⟨

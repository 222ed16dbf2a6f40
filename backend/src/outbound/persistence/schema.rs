//! Diesel table definitions for the PostgreSQL schema.
//!
//! These definitions must match the migrations exactly; Diesel uses them for
//! compile-time query validation and type-safe SQL generation.

diesel::table! {
    /// Registered users with credential hashes and role flags.
    users (id) {
        /// Primary key, store-assigned.
        id -> Int4,
        /// Unique login handle.
        username -> Text,
        /// Argon2id PHC string.
        password_hash -> Text,
        /// Display name shown on dashboards.
        full_name -> Text,
        /// Contact address.
        email -> Text,
        /// Administrator capability flag.
        is_admin -> Bool,
        /// Department-head capability flag.
        is_department_head -> Bool,
        /// Owning department for a department head.
        department_id -> Nullable<Int4>,
    }
}

diesel::table! {
    /// Fixed municipal organizational units.
    departments (id) {
        /// Primary key, store-assigned.
        id -> Int4,
        /// Unique department name.
        name -> Text,
        /// Free-text description shown to citizens.
        description -> Nullable<Text>,
    }
}

diesel::table! {
    /// Citizen-submitted tickets.
    complaints (id) {
        /// Primary key, store-assigned.
        id -> Int4,
        /// Submitting user.
        user_id -> Int4,
        /// COMPLAINT, QUERY, or SUGGESTION.
        #[sql_name = "type"]
        kind -> Text,
        /// Free-text description.
        description -> Text,
        /// pending, processing, resolved, or rejected.
        status -> Text,
        /// Assigned department, null until triaged.
        department_id -> Nullable<Int4>,
        /// Creation timestamp stamped by the database.
        created_at -> Timestamptz,
    }
}
//! Domain ports and supporting types for the hexagonal boundary.

mod account_service;
mod complaint_repository;
mod complaint_triage;
mod credential_hasher;
mod department_repository;
mod departments_query;
mod user_repository;
mod user_role_command;
mod users_query;

#[cfg(test)]
pub use account_service::MockAccountService;
pub use account_service::AccountService;
pub use complaint_repository::{ComplaintPersistenceError, ComplaintRepository, TriageUpdate};
#[cfg(test)]
pub use complaint_triage::MockComplaintTriage;
pub use complaint_triage::ComplaintTriage;
pub use credential_hasher::{CredentialHashError, CredentialHasher};
pub use department_repository::{DepartmentPersistenceError, DepartmentRepository};
#[cfg(test)]
pub use departments_query::MockDepartmentsQuery;
pub use departments_query::DepartmentsQuery;
pub use user_repository::{StoredCredentials, UserPersistenceError, UserRepository};
#[cfg(test)]
pub use user_role_command::MockUserRoleCommand;
pub use user_role_command::UserRoleCommand;
#[cfg(test)]
pub use users_query::MockUsersQuery;
pub use users_query::UsersQuery;
//! PostgreSQL-backed `UserRepository` implementation using Diesel ORM.

use async_trait::async_trait;
use diesel::prelude::*;
use diesel_async::RunQueryDsl;
use tracing::debug;

use crate::domain::ports::{StoredCredentials, UserPersistenceError, UserRepository};
use crate::domain::{DepartmentId, NewUser, RoleAssignment, User, UserId};

use super::models::{NewUserRow, UserRow};
use super::pool::{DbPool, PoolError};
use super::schema::users;

/// Diesel-backed implementation of the identity-store port.
#[derive(Clone)]
pub struct DieselUserRepository {
    pool: DbPool,
}

impl DieselUserRepository {
    /// Create a new repository with the given connection pool.
    pub const fn new(pool: DbPool) -> Self {
        Self { pool }
    }
}

fn map_pool_error(error: PoolError) -> UserPersistenceError {
    match error {
        PoolError::Checkout { message } | PoolError::Build { message } => {
            UserPersistenceError::connection(message)
        }
    }
}

fn map_diesel_error(error: diesel::result::Error) -> UserPersistenceError {
    use diesel::result::{DatabaseErrorKind, Error as DieselError};

    match &error {
        DieselError::DatabaseError(kind, info) => {
            debug!(?kind, message = info.message(), "diesel operation failed");
        }
        other => debug!(error = %other, "diesel operation failed"),
    }

    match error {
        DieselError::DatabaseError(DatabaseErrorKind::ClosedConnection, _) => {
            UserPersistenceError::connection("database connection error")
        }
        DieselError::DatabaseError(_, _) => UserPersistenceError::query("database error"),
        _ => UserPersistenceError::query("database error"),
    }
}

#[async_trait]
impl UserRepository for DieselUserRepository {
    async fn insert(
        &self,
        new_user: &NewUser,
        password_hash: &str,
    ) -> Result<User, UserPersistenceError> {
        use diesel::result::{DatabaseErrorKind, Error as DieselError};

        let mut conn = self.pool.get().await.map_err(map_pool_error)?;
        let row = NewUserRow {
            username: new_user.username(),
            password_hash,
            full_name: new_user.full_name(),
            email: new_user.email(),
        };

        let inserted: UserRow = diesel::insert_into(users::table)
            .values(&row)
            .returning(UserRow::as_returning())
            .get_result(&mut conn)
            .await
            .map_err(|error| match error {
                DieselError::DatabaseError(DatabaseErrorKind::UniqueViolation, _) => {
                    UserPersistenceError::duplicate_username(new_user.username())
                }
                other => map_diesel_error(other),
            })?;

        Ok(inserted.into_user())
    }

    async fn find_by_id(&self, id: UserId) -> Result<Option<User>, UserPersistenceError> {
        let mut conn = self.pool.get().await.map_err(map_pool_error)?;

        let row: Option<UserRow> = users::table
            .find(id.get())
            .select(UserRow::as_select())
            .first(&mut conn)
            .await
            .optional()
            .map_err(map_diesel_error)?;

        Ok(row.map(UserRow::into_user))
    }

    async fn find_for_login(
        &self,
        username: &str,
    ) -> Result<Option<StoredCredentials>, UserPersistenceError> {
        let mut conn = self.pool.get().await.map_err(map_pool_error)?;

        let row: Option<UserRow> = users::table
            .filter(users::username.eq(username))
            .select(UserRow::as_select())
            .first(&mut conn)
            .await
            .optional()
            .map_err(map_diesel_error)?;

        Ok(row.map(|row| {
            let password_hash = row.password_hash.clone();
            StoredCredentials {
                user: row.into_user(),
                password_hash,
            }
        }))
    }

    async fn list(&self) -> Result<Vec<User>, UserPersistenceError> {
        let mut conn = self.pool.get().await.map_err(map_pool_error)?;

        let rows: Vec<UserRow> = users::table
            .order(users::id.asc())
            .select(UserRow::as_select())
            .load(&mut conn)
            .await
            .map_err(map_diesel_error)?;

        Ok(rows.into_iter().map(UserRow::into_user).collect())
    }

    async fn set_role(
        &self,
        id: UserId,
        assignment: RoleAssignment,
    ) -> Result<Option<User>, UserPersistenceError> {
        let mut conn = self.pool.get().await.map_err(map_pool_error)?;

        let row: Option<UserRow> = diesel::update(users::table.find(id.get()))
            .set((
                users::is_department_head.eq(assignment.is_department_head),
                users::department_id.eq(assignment.department_id.map(DepartmentId::get)),
            ))
            .returning(UserRow::as_returning())
            .get_result(&mut conn)
            .await
            .optional()
            .map_err(map_diesel_error)?;

        Ok(row.map(UserRow::into_user))
    }
}
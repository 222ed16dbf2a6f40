//! Shared wiring for endpoint integration tests.
//!
//! Builds the full API surface over the in-memory port implementations so
//! whole request flows, session cookies included, run without a database.

use std::sync::Arc;

use actix_http::Request;
use actix_web::body::MessageBody;
use actix_web::cookie::Cookie;
use actix_web::dev::{Service, ServiceFactory, ServiceRequest, ServiceResponse};
use actix_web::{App, Error, test, web};

use backend::domain::{AccountServiceImpl, DepartmentRegistry, TriageService, UserDirectory};
use backend::inbound::http::state::HttpState;
use backend::inbound::http::test_utils::test_session_middleware;
use backend::inbound::http::{admin, auth, complaints, department, departments};
use backend::test_support::{
    InMemoryComplaintRepository, InMemoryDepartmentRepository, InMemoryUserRepository,
    PlainTextCredentialHasher,
};

/// In-memory backing stores plus the HTTP state wired over them.
pub struct TestPortal {
    /// Identity store; seed staff accounts through it.
    pub users: Arc<InMemoryUserRepository>,
    /// Complaint ledger.
    pub complaints: Arc<InMemoryComplaintRepository>,
    /// Department registry store.
    pub departments: Arc<InMemoryDepartmentRepository>,
    /// Registry service, exposed for seeding in tests.
    pub registry: DepartmentRegistry,
    /// Handler dependency bundle.
    pub state: HttpState,
}

/// Wire a fresh portal over empty in-memory stores.
pub fn portal() -> TestPortal {
    let users = Arc::new(InMemoryUserRepository::new());
    let complaints = Arc::new(InMemoryComplaintRepository::new());
    let departments = Arc::new(InMemoryDepartmentRepository::new());

    let directory = Arc::new(UserDirectory::new(users.clone()));
    let registry = DepartmentRegistry::new(departments.clone());
    let state = HttpState::new(
        Arc::new(AccountServiceImpl::new(
            users.clone(),
            Arc::new(PlainTextCredentialHasher),
        )),
        directory.clone(),
        directory,
        Arc::new(registry.clone()),
        Arc::new(TriageService::new(complaints.clone())),
    );

    TestPortal {
        users,
        complaints,
        departments,
        registry,
        state,
    }
}

/// Build the API app the way the server binary wires it.
pub fn portal_app(
    state: HttpState,
) -> App<
    impl ServiceFactory<
        ServiceRequest,
        Config = (),
        Response = ServiceResponse,
        Error = Error,
        InitError = (),
    >,
> {
    let api = web::scope("/api")
        .wrap(test_session_middleware())
        .service(auth::register)
        .service(auth::login)
        .service(auth::logout)
        .service(auth::current_user)
        .service(complaints::submit_complaint)
        .service(complaints::list_own_complaints)
        .service(departments::list_departments)
        .service(admin::list_users)
        .service(admin::list_all_complaints)
        .service(admin::set_complaint_status)
        .service(admin::assign_complaint_department)
        .service(admin::set_user_role)
        .service(department::list_department_complaints)
        .service(department::set_department_complaint_status);

    App::new().app_data(web::Data::new(state)).service(api)
}

/// Log in through the API and return the session cookie.
pub async fn login_as<S, B>(app: &S, username: &str, password: &str) -> Cookie<'static>
where
    S: Service<Request, Response = ServiceResponse<B>, Error = Error>,
    B: MessageBody,
{
    let response = test::call_service(
        app,
        test::TestRequest::post()
            .uri("/api/login")
            .set_json(serde_json::json!({ "username": username, "password": password }))
            .to_request(),
    )
    .await;
    assert!(
        response.status().is_success(),
        "login as {username} failed: {}",
        response.status()
    );
    response
        .response()
        .cookies()
        .find(|cookie| cookie.name() == "session")
        .expect("session cookie issued")
        .into_owned()
}
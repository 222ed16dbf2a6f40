//! Health endpoints: liveness and readiness probes for orchestration.

use actix_web::{HttpResponse, get, http::header, web};
use std::sync::atomic::{AtomicBool, Ordering};

/// Shared health state for readiness and liveness checks.
pub struct HealthState {
    ready: AtomicBool,
    live: AtomicBool,
}

impl Default for HealthState {
    fn default() -> Self {
        Self {
            ready: AtomicBool::new(false),
            live: AtomicBool::new(true),
        }
    }
}

impl HealthState {
    /// Create a new health state starting as not ready but live.
    #[must_use]
    pub fn new() -> Self {
        Self::default()
    }

    /// Mark the service as ready.
    pub fn mark_ready(&self) {
        self.ready.store(true, Ordering::Release);
    }

    /// Flag the service as unhealthy so liveness checks fail during
    /// shutdown.
    pub fn mark_unhealthy(&self) {
        self.live.store(false, Ordering::Release);
    }

    /// Return readiness state.
    pub fn is_ready(&self) -> bool {
        self.ready.load(Ordering::Acquire)
    }

    /// Return liveness state.
    pub fn is_alive(&self) -> bool {
        self.live.load(Ordering::Acquire)
    }

    fn probe_response(probe_ok: bool) -> HttpResponse {
        let mut response = if probe_ok {
            HttpResponse::Ok()
        } else {
            HttpResponse::ServiceUnavailable()
        };

        response
            .insert_header((header::CACHE_CONTROL, "no-store"))
            .finish()
    }
}

/// Readiness probe: 200 once dependencies are initialised, 503 before.
#[utoipa::path(
    get,
    path = "/health/ready",
    tags = ["health"],
    security([]),
    responses(
        (status = 200, description = "Server is ready to handle traffic"),
        (status = 503, description = "Server is not ready")
    )
)]
#[get("/health/ready")]
pub async fn ready(state: web::Data<HealthState>) -> HttpResponse {
    HealthState::probe_response(state.is_ready())
}

/// Liveness probe: 200 while the process is alive, 503 once draining.
#[utoipa::path(
    get,
    path = "/health/live",
    tags = ["health"],
    security([]),
    responses(
        (status = 200, description = "Server is alive"),
        (status = 503, description = "Server is shutting down")
    )
)]
#[get("/health/live")]
pub async fn live(state: web::Data<HealthState>) -> HttpResponse {
    HealthState::probe_response(state.is_alive())
}
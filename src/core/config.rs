//! Logging configuration
//!
//! [`LoggingOptions`] is what callers hand to `configure`; every field has a
//! default, so a partial JSON object (or `LoggingOptions::default()`) is a
//! complete request. [`LoggingConfig`] is the resolved form the sink set is
//! built from. A new `LoggingConfig` is resolved on every configure call and
//! replaces the previous one wholesale.

use super::error::{LoggerError, Result};
use super::formatter::FormatterConfig;
use super::log_level::LogLevel;
use crate::appenders::ConsoleTarget;
use chrono::{DateTime, Local};
use serde::{Deserialize, Serialize};
use std::path::{Path, PathBuf};

pub const DEFAULT_LOG_FILE_PREFIX: &str = "visiondesk";

/// Directory under the home directory that holds application data
const APP_DIR_NAME: &str = ".visiondesk";

/// Caller-facing logging options
///
/// # Examples
///
/// ```
/// use visiondesk_logger::LoggingOptions;
///
/// let options = LoggingOptions::from_json_str(r#"{"default_level": "debug", "use_emoji": false}"#)
///     .unwrap();
/// assert_eq!(options.default_level, "debug");
/// assert!(options.file_logging);
/// assert!(!options.use_emoji);
/// ```
#[derive(Debug, Clone, Serialize, Deserialize)]
#[serde(default)]
pub struct LoggingOptions {
    /// Console threshold; unknown names resolve to `INFO`
    pub default_level: String,
    pub file_logging: bool,
    pub console_logging: bool,
    pub use_emoji: bool,
    pub use_colors: bool,
    pub log_file_prefix: String,
    /// Directory for log files; `~/.visiondesk/logs` when unset
    pub log_dir: Option<PathBuf>,
    #[serde(skip)]
    pub console_target: ConsoleTarget,
}

impl Default for LoggingOptions {
    fn default() -> Self {
        Self {
            default_level: LogLevel::Info.to_str().to_string(),
            file_logging: true,
            console_logging: true,
            use_emoji: true,
            use_colors: true,
            log_file_prefix: DEFAULT_LOG_FILE_PREFIX.to_string(),
            log_dir: None,
            console_target: ConsoleTarget::default(),
        }
    }
}

impl LoggingOptions {
    #[must_use]
    pub fn new() -> Self {
        Self::default()
    }

    /// Parse options from a JSON document; missing fields take defaults
    ///
    /// # Errors
    ///
    /// Returns error if the document is not a valid options object
    pub fn from_json_str(json: &str) -> Result<Self> {
        Ok(serde_json::from_str(json)?)
    }

    /// Read options from a JSON file
    ///
    /// # Errors
    ///
    /// Returns error if the file cannot be read or parsed
    pub fn load<P: AsRef<Path>>(path: P) -> Result<Self> {
        let path = path.as_ref();
        let content = std::fs::read_to_string(path)
            .map_err(|e| LoggerError::config_load(path.display().to_string(), e.to_string()))?;
        serde_json::from_str(&content)
            .map_err(|e| LoggerError::config_load(path.display().to_string(), e.to_string()))
    }

    #[must_use = "builder methods return a new value"]
    pub fn with_default_level(mut self, level: impl Into<String>) -> Self {
        self.default_level = level.into();
        self
    }

    #[must_use = "builder methods return a new value"]
    pub fn with_file_logging(mut self, enabled: bool) -> Self {
        self.file_logging = enabled;
        self
    }

    #[must_use = "builder methods return a new value"]
    pub fn with_console_logging(mut self, enabled: bool) -> Self {
        self.console_logging = enabled;
        self
    }

    #[must_use = "builder methods return a new value"]
    pub fn with_emoji(mut self, enabled: bool) -> Self {
        self.use_emoji = enabled;
        self
    }

    #[must_use = "builder methods return a new value"]
    pub fn with_colors(mut self, enabled: bool) -> Self {
        self.use_colors = enabled;
        self
    }

    #[must_use = "builder methods return a new value"]
    pub fn with_log_file_prefix(mut self, prefix: impl Into<String>) -> Self {
        self.log_file_prefix = prefix.into();
        self
    }

    #[must_use = "builder methods return a new value"]
    pub fn with_log_dir(mut self, dir: impl Into<PathBuf>) -> Self {
        self.log_dir = Some(dir.into());
        self
    }

    #[must_use = "builder methods return a new value"]
    pub fn with_console_target(mut self, target: ConsoleTarget) -> Self {
        self.console_target = target;
        self
    }

    /// Resolve every field against `now`
    #[must_use]
    pub fn resolve(&self, now: DateTime<Local>) -> LoggingConfig {
        let prefix = file_name_prefix(&self.log_file_prefix).unwrap_or(DEFAULT_LOG_FILE_PREFIX);
        let log_dir = self.log_dir.clone().unwrap_or_else(default_log_dir);
        let log_file = log_dir.join(format!("{}_{}.log", prefix, now.format("%Y%m%d")));

        LoggingConfig {
            default_level: LogLevel::resolve(&self.default_level),
            file_logging: self.file_logging,
            console_logging: self.console_logging,
            formatter: FormatterConfig {
                use_emoji: self.use_emoji,
                use_colors: self.use_colors,
            },
            log_file_prefix: prefix.to_string(),
            log_file,
            console_target: self.console_target.clone(),
        }
    }
}

/// Fully resolved configuration of an installed sink set
#[derive(Debug, Clone)]
pub struct LoggingConfig {
    pub default_level: LogLevel,
    pub file_logging: bool,
    pub console_logging: bool,
    pub formatter: FormatterConfig,
    pub log_file_prefix: String,
    /// `{log_dir}/{prefix}_{YYYYMMDD}.log`
    pub log_file: PathBuf,
    pub console_target: ConsoleTarget,
}

/// A prefix usable as the start of a file name inside the log directory.
/// Blank prefixes and anything that could name another directory
/// (separators, `..`, drive colons) are rejected.
fn file_name_prefix(raw: &str) -> Option<&str> {
    let prefix = raw.trim();
    let plain = !prefix.is_empty()
        && !prefix.contains("..")
        && !prefix
            .chars()
            .any(|c| c == '/' || c == '\\' || c == ':' || std::path::is_separator(c));
    plain.then_some(prefix)
}

/// `~/.visiondesk/logs`, or `./logs` when there is no home directory
pub fn default_log_dir() -> PathBuf {
    match dirs::home_dir() {
        Some(home) => home.join(APP_DIR_NAME).join("logs"),
        None => PathBuf::from("logs"),
    }
}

⟩

*To do*: What is needed is the number of lines in these entries that include the word "HttpState"; please give it alone.

*Expected output*: 4